• [Exercise prompt]: What is the number of lines in this data that contain the word "errors"? Give the number alone.

··· Provided information ···

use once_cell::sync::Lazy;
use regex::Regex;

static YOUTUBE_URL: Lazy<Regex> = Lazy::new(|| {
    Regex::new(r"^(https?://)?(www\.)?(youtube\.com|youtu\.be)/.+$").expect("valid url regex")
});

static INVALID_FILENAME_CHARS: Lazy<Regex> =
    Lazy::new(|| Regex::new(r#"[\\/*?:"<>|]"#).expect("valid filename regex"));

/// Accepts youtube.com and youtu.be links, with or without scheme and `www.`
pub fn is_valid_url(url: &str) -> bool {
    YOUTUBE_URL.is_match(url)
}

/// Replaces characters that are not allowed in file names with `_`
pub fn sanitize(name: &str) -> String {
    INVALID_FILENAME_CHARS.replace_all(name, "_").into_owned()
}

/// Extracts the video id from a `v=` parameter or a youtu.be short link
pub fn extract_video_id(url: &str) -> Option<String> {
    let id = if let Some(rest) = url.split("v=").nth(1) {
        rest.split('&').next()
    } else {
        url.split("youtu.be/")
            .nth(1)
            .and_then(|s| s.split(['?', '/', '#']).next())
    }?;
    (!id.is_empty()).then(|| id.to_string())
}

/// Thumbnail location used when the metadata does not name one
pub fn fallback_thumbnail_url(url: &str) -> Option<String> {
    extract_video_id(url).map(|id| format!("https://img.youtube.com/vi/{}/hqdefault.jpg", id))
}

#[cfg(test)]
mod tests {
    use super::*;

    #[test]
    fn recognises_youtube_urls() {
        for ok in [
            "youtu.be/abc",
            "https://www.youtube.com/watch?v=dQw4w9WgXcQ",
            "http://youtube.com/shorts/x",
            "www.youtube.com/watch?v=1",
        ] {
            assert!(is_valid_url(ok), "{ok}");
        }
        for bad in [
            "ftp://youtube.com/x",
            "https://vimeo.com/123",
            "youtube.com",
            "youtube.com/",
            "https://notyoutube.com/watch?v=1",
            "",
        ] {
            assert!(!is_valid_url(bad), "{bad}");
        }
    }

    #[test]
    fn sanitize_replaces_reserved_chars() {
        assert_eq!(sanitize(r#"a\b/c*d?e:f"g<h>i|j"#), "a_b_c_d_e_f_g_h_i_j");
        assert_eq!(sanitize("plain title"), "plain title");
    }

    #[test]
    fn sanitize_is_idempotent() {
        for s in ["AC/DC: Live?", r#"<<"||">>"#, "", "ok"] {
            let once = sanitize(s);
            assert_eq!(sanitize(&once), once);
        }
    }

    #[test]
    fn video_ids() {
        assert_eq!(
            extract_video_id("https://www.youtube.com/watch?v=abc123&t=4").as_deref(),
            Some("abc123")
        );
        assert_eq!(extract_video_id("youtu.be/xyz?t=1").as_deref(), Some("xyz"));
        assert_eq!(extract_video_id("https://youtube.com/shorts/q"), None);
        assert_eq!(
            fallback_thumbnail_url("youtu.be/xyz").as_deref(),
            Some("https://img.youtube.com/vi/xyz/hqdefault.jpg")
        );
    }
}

···
··· Provided information ···

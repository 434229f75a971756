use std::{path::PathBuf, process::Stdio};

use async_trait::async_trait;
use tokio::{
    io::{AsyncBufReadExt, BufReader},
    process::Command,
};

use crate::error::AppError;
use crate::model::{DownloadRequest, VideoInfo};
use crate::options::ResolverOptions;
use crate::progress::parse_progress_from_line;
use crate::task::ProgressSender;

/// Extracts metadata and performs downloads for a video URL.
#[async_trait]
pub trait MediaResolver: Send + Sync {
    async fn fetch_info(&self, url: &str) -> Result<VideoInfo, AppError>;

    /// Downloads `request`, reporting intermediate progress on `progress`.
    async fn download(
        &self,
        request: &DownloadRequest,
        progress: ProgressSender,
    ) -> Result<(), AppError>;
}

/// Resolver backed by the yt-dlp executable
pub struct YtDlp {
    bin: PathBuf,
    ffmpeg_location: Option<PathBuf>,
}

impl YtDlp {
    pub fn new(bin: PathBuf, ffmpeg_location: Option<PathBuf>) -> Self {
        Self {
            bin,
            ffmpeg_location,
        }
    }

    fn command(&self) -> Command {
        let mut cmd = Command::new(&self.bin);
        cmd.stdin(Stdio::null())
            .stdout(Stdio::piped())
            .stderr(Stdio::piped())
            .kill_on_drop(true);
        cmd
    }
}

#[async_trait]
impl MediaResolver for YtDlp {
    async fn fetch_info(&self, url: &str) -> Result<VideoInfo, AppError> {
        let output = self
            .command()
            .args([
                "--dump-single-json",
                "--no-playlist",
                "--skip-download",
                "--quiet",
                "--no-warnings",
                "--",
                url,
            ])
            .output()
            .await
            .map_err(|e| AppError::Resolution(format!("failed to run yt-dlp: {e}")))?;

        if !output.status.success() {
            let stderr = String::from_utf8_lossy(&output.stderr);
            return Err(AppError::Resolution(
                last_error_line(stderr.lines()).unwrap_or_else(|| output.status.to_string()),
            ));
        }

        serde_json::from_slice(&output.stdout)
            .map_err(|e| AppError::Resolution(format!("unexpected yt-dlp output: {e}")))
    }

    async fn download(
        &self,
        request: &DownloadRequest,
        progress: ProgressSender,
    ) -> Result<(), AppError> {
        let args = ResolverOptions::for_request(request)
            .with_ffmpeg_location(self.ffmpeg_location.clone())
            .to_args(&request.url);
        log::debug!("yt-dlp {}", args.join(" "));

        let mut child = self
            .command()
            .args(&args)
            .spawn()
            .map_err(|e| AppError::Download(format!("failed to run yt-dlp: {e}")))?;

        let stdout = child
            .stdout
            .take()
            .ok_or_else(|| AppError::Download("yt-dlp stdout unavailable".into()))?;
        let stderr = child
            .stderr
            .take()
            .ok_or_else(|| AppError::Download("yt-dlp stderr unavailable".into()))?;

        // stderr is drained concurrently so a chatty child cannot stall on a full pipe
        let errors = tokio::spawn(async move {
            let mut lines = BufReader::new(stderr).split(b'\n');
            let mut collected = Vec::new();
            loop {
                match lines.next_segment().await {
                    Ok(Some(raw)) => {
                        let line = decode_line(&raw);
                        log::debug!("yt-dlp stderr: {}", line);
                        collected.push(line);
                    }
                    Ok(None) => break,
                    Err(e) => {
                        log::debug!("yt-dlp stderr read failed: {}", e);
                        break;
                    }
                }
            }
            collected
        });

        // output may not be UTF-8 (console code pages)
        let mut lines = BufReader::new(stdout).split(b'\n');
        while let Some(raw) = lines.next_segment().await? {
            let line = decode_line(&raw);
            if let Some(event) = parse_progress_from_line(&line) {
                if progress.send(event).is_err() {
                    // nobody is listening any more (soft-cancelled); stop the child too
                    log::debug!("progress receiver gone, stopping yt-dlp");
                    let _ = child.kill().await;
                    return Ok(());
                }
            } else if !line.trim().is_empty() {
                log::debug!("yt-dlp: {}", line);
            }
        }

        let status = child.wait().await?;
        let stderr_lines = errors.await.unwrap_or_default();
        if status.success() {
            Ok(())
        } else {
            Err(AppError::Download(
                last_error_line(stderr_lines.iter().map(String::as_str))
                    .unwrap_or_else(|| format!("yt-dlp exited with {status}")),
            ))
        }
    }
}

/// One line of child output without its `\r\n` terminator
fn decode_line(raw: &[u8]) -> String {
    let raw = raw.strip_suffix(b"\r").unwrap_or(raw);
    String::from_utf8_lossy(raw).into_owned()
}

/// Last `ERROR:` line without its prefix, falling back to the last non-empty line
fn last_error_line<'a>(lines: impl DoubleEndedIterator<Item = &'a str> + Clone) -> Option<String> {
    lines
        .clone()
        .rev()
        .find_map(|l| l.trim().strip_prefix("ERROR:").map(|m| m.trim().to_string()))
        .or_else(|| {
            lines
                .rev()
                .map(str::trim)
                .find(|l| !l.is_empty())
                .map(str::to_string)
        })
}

···
··· Provided information ···

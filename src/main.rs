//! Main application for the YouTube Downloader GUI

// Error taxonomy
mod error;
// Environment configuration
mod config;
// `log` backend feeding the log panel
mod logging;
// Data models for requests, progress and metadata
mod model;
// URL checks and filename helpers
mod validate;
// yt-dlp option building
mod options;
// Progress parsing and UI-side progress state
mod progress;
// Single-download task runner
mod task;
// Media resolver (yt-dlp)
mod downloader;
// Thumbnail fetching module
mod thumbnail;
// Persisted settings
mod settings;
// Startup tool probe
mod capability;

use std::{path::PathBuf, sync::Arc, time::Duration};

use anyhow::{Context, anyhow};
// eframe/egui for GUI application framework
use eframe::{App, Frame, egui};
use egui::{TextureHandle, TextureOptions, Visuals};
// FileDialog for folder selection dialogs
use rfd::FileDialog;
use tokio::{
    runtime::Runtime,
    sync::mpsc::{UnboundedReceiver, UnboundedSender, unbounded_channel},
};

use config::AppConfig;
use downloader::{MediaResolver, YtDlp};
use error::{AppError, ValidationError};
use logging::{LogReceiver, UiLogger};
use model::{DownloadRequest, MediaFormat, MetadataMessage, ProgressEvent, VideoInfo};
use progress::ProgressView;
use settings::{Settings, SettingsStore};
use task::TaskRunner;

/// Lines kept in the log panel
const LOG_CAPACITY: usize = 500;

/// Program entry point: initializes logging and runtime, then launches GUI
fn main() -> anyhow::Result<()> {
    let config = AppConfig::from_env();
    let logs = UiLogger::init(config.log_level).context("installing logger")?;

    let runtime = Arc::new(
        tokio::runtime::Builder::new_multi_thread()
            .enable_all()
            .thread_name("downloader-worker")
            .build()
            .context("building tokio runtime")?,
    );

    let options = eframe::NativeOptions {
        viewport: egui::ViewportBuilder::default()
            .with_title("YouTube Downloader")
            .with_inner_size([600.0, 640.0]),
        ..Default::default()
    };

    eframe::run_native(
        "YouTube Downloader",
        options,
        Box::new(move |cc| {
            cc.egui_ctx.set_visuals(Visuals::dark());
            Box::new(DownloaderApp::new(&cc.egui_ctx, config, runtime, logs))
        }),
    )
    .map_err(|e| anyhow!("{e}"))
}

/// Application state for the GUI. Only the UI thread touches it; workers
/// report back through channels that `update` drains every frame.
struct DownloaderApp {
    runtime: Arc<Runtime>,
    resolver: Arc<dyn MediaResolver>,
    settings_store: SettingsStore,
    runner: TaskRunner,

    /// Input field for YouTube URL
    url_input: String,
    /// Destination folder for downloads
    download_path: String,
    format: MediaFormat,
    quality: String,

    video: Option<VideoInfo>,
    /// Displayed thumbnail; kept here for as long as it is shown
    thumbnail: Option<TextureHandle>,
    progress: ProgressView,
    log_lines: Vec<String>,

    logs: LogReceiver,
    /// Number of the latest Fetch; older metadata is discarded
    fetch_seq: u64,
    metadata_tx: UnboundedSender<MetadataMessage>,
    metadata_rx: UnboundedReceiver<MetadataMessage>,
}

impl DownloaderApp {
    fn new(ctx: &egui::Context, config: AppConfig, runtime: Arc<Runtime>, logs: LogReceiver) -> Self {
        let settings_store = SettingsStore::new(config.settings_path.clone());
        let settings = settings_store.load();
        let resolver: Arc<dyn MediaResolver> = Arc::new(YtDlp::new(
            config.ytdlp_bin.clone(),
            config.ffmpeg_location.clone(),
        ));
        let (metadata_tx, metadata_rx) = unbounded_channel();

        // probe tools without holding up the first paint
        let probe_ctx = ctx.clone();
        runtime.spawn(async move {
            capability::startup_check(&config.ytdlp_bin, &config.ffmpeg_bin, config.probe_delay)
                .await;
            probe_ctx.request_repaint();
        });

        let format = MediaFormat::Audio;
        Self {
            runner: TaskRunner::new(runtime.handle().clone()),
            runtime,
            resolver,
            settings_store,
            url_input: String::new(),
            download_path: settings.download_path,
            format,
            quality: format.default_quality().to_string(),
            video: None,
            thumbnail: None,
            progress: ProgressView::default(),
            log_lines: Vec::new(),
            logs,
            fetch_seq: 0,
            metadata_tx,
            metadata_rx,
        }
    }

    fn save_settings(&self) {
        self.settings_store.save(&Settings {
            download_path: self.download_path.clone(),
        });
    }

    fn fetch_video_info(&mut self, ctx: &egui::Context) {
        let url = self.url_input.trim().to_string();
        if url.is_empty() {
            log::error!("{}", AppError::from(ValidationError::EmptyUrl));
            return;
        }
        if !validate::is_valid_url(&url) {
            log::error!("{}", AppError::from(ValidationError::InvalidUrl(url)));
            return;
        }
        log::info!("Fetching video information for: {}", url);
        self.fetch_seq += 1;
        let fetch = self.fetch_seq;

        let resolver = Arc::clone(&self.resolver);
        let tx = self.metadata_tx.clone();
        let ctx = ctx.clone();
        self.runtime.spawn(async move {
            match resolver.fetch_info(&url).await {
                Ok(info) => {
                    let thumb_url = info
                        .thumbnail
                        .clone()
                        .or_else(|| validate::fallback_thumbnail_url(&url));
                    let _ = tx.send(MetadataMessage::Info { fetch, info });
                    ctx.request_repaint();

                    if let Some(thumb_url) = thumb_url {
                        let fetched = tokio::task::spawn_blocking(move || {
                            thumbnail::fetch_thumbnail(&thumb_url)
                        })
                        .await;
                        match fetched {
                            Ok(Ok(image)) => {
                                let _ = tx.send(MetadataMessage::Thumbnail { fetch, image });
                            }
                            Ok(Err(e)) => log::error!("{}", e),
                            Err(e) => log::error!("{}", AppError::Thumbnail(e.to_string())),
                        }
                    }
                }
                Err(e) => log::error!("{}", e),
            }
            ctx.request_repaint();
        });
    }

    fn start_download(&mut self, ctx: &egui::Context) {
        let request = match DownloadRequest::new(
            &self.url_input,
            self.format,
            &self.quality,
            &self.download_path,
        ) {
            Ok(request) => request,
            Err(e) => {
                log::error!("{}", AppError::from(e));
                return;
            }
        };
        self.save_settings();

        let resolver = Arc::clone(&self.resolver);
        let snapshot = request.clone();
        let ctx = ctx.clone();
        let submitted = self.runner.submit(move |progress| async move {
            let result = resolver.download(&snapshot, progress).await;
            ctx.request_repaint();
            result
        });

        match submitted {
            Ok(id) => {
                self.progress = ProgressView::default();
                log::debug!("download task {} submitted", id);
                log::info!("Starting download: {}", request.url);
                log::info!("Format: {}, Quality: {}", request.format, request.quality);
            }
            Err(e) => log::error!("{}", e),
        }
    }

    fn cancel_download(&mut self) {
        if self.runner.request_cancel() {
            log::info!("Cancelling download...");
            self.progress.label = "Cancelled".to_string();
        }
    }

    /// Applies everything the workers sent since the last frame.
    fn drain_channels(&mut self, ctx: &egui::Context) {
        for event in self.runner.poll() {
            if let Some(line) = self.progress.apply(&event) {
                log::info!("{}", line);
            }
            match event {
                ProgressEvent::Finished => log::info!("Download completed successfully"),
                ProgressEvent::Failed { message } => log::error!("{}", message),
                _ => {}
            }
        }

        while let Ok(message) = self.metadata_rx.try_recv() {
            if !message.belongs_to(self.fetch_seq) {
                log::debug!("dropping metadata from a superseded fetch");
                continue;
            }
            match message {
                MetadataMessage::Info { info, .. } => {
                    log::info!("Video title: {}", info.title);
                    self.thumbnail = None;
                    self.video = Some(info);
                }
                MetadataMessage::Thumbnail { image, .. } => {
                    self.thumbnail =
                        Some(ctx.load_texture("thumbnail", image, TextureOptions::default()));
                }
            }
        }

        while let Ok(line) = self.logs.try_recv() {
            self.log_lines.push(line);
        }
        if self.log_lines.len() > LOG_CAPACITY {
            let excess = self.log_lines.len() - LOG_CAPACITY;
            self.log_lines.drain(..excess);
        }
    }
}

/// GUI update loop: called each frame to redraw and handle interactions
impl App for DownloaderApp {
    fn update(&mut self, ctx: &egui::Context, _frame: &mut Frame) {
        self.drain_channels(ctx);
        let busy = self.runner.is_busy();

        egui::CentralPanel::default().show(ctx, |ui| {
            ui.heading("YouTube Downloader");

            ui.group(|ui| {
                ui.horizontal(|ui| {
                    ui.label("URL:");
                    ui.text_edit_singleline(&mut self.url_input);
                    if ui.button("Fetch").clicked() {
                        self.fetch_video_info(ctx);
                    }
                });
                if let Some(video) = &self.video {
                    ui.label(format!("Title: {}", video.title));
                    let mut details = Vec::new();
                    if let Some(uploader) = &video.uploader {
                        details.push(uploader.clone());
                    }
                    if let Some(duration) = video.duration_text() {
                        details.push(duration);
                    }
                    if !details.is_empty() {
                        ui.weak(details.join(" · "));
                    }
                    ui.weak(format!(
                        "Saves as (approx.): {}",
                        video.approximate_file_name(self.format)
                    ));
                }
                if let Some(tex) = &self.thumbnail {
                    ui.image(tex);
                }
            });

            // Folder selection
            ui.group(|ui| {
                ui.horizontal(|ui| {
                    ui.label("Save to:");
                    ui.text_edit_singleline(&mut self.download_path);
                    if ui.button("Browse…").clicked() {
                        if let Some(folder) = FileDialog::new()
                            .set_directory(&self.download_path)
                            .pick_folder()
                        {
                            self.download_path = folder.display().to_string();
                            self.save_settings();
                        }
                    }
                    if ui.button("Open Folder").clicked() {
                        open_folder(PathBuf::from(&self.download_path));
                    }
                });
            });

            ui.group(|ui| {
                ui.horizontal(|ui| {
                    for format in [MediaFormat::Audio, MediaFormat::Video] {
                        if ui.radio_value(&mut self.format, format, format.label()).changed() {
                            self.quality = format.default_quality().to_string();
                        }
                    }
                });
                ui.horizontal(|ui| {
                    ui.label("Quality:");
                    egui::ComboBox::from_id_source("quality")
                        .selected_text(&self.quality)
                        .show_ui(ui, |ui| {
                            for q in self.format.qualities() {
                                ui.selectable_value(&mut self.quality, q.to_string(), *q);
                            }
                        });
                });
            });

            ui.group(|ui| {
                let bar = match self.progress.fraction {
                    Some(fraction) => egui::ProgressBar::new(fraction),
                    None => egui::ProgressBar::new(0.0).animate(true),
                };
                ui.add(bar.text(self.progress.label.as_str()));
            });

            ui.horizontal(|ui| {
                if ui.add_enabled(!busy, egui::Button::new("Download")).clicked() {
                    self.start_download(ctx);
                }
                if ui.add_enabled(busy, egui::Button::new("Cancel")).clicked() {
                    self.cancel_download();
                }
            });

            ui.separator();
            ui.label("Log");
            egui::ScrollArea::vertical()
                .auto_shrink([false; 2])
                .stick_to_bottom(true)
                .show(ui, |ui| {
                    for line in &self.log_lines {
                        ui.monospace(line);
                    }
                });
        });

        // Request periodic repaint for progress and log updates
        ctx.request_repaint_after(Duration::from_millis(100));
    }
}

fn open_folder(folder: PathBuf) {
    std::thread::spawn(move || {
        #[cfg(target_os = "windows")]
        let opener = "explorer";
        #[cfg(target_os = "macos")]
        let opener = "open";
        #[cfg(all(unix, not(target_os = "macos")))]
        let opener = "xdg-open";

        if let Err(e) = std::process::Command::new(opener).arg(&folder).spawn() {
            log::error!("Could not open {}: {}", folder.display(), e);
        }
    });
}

···

• [Completed exercise]: 2